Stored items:
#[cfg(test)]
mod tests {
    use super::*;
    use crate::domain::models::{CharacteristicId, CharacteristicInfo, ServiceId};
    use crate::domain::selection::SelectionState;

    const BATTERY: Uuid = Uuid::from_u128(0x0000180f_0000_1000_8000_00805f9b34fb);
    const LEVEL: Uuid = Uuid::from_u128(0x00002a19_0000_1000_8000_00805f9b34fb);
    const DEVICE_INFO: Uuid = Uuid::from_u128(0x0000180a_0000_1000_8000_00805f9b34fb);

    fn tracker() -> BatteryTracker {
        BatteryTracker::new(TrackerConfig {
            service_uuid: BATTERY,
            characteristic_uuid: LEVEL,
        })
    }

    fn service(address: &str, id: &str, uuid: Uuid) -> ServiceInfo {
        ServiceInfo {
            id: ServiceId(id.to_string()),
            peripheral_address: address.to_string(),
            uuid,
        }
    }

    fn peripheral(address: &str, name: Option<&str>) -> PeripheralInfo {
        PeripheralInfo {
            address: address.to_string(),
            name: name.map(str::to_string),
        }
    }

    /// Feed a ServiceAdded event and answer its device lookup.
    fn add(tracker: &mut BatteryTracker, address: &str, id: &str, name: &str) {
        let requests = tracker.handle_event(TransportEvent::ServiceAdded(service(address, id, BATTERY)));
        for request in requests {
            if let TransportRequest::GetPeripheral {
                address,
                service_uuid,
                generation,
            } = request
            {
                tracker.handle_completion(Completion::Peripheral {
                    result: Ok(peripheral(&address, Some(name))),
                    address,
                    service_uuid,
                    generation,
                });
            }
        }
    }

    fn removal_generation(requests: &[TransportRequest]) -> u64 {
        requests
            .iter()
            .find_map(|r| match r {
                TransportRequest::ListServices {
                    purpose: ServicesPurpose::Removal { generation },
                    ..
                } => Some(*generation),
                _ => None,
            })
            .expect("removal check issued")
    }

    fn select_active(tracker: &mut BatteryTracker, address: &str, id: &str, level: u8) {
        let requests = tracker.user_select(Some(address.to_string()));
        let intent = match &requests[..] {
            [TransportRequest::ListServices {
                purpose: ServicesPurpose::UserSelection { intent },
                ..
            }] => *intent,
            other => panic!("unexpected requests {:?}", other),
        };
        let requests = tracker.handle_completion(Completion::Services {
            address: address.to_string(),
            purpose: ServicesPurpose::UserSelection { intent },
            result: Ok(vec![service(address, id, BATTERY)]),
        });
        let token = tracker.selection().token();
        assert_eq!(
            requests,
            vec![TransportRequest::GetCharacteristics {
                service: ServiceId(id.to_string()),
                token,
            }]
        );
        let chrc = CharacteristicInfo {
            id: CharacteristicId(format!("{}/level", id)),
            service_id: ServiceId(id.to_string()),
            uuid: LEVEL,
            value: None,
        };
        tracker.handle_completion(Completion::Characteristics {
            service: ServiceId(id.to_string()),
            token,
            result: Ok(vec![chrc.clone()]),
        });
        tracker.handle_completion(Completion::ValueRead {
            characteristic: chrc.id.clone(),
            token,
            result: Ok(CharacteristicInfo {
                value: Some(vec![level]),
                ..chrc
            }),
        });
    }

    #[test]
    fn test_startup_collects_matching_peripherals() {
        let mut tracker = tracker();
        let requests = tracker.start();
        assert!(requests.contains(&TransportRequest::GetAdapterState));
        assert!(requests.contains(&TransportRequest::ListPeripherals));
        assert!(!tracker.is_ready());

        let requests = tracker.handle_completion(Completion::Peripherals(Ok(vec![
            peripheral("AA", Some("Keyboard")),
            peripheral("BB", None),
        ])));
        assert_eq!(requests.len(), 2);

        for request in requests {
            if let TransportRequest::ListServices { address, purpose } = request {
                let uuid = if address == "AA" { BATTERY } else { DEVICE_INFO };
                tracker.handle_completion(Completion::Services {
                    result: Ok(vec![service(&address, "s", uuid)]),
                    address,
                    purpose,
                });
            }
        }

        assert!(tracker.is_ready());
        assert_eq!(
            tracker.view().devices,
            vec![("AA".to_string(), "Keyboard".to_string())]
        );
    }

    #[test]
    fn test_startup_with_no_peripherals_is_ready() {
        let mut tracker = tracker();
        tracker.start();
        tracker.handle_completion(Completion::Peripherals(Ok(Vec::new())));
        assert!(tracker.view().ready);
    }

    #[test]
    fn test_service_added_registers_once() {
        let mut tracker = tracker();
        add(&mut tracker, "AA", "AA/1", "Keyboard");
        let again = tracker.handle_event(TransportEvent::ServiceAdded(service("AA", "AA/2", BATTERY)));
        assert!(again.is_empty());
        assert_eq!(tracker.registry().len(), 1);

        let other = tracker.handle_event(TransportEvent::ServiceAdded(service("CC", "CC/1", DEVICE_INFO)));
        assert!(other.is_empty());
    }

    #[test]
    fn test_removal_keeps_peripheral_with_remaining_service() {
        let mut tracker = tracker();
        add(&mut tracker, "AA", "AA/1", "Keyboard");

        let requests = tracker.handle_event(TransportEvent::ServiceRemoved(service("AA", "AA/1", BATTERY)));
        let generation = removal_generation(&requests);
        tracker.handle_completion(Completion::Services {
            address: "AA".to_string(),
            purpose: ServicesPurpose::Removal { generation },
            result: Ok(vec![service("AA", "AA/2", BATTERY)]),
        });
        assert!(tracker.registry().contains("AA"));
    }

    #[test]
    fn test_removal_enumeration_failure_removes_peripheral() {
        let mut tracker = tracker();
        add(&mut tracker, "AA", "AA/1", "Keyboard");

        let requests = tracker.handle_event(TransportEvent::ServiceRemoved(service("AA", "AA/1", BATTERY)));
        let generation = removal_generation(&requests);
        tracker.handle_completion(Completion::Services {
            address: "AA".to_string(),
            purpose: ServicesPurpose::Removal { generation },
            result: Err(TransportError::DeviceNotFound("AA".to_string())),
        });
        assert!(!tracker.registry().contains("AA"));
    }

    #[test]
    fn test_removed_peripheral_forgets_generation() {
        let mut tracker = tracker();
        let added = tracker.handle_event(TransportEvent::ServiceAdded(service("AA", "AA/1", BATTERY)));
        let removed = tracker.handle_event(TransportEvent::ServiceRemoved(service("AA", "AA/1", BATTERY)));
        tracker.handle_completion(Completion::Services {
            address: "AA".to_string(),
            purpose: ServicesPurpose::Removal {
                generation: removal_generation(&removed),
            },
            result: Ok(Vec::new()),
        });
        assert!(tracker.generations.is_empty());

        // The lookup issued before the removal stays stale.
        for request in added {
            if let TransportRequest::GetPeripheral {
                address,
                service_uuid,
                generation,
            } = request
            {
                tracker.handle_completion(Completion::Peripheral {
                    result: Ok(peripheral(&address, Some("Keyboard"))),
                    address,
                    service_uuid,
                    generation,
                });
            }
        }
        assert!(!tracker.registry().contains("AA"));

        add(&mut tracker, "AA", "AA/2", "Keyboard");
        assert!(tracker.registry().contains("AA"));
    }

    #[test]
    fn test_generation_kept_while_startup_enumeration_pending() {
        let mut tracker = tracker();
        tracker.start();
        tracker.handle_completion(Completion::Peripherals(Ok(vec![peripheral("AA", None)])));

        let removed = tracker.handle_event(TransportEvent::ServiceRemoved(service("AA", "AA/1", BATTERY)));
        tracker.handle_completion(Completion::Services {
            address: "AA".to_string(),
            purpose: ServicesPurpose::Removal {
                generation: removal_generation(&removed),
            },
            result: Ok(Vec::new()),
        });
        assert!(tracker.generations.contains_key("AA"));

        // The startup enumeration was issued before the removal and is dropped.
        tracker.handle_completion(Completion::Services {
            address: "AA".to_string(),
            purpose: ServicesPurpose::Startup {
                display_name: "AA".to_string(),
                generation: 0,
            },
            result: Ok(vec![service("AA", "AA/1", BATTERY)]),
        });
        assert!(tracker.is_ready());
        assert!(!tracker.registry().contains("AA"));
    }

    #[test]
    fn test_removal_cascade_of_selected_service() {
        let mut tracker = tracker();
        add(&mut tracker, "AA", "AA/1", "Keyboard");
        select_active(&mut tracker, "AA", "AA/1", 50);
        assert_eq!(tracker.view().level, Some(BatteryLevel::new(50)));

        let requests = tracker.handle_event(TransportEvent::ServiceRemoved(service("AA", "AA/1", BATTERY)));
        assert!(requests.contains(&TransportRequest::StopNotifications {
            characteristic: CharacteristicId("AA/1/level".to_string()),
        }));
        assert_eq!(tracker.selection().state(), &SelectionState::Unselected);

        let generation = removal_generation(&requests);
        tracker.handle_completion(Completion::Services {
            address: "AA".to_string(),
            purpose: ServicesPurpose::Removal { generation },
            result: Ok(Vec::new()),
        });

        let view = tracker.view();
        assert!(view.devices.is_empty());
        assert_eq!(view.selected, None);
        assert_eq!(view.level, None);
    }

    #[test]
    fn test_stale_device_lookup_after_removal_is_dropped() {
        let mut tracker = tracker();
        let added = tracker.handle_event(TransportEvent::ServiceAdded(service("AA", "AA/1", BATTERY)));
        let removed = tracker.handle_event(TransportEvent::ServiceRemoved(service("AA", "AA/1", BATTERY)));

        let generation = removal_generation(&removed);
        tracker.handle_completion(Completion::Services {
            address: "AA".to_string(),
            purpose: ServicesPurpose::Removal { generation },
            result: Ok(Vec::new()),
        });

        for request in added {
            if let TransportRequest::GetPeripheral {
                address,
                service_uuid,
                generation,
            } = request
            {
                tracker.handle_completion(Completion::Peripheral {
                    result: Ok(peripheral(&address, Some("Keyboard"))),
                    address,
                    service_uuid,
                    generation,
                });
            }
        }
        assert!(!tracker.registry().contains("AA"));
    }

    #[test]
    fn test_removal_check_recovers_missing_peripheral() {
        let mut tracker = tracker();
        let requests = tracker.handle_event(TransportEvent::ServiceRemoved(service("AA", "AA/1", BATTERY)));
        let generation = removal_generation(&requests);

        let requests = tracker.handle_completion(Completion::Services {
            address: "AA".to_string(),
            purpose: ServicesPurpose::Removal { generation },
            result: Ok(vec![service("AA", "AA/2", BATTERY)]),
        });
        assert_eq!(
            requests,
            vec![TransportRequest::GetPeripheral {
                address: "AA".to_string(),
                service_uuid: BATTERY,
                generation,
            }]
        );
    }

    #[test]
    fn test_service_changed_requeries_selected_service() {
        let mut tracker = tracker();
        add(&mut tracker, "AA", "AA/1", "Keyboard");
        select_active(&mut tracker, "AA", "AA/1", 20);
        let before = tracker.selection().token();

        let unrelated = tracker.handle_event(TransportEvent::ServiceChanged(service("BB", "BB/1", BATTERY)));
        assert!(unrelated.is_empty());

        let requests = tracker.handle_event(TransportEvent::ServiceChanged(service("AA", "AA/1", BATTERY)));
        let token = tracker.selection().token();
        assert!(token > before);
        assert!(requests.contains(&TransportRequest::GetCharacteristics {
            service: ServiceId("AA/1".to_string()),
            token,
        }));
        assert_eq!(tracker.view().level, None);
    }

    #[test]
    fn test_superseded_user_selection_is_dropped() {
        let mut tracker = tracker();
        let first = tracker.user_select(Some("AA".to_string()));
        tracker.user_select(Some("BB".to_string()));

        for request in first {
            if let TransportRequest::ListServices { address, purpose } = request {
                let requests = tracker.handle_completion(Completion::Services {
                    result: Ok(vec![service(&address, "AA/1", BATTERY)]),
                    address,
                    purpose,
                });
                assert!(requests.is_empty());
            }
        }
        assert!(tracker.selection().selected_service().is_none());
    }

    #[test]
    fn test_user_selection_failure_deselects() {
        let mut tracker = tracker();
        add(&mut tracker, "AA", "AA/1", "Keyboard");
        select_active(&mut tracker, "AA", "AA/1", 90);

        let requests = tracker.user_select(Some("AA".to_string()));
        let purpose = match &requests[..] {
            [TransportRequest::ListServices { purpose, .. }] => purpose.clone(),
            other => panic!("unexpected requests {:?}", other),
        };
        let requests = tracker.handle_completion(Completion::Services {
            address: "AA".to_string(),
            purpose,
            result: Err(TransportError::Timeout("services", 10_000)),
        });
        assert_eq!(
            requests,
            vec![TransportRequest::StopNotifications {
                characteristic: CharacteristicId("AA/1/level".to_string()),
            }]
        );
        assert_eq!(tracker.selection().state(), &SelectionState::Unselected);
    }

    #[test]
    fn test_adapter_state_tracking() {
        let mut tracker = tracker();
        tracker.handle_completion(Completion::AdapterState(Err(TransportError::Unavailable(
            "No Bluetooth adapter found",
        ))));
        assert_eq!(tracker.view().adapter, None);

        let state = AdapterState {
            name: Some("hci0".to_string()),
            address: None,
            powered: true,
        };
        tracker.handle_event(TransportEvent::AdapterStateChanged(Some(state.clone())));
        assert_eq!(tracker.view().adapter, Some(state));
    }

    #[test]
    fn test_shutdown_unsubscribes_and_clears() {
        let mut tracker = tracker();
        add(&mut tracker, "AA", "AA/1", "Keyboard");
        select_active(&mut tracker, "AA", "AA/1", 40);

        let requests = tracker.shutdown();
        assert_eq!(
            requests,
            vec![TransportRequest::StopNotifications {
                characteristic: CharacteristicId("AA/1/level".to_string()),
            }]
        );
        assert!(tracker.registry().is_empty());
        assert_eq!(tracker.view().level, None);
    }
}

Work task: The line with "const LEVEL: Uuid" marks the end; reproduce exactly every line from the start of the entries up to it, that line included.

Solution to this task:
#[cfg(test)]
mod tests {
    use super::*;
    use crate::domain::models::{CharacteristicId, CharacteristicInfo, ServiceId};
    use crate::domain::selection::SelectionState;

    const BATTERY: Uuid = Uuid::from_u128(0x0000180f_0000_1000_8000_00805f9b34fb);
    const LEVEL: Uuid = Uuid::from_u128(0x00002a19_0000_1000_8000_00805f9b34fb);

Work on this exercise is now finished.